DIRECTIONS
All lines of the material below that include the string "volume" are to be copied.

PROVIDED RECORDS
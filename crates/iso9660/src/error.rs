//! The closed error taxonomy returned by every fallible operation in this crate.

/// Errors that can occur while building, parsing or writing an ISO 9660 image.
#[derive(Debug, thiserror::Error)]
pub enum IsoError {
    #[error("invalid argument: {0}")]
    InvalidArgument(String),
    #[error("path not found: {0}")]
    NotFound(String),
    #[error("path already exists: {0}")]
    AlreadyExists(String),
    #[error("not a file: {0}")]
    NotAFile(String),
    #[error("not a directory: {0}")]
    NotADirectory(String),
    #[error("bad volume descriptor magic")]
    BadMagic,
    #[error("unsupported volume descriptor version")]
    BadVersion,
    #[error("truncated volume descriptor")]
    TruncatedDescriptor,
    #[error("directory record crosses a block boundary")]
    RecordCrossesBoundary,
    #[error("both-endian field halves disagree")]
    InconsistentBothEndian,
    #[error("sink closed before all bytes were written")]
    SinkClosed,
    #[error("I/O error: {0}")]
    SourceIO(#[from] std::io::Error),
    #[error("image is not open")]
    NotOpen,
    #[error("image is already open")]
    AlreadyOpen,
}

RESPONSE TO THIS TASK
    #[error("bad volume descriptor magic")]
    #[error("unsupported volume descriptor version")]
    #[error("truncated volume descriptor")]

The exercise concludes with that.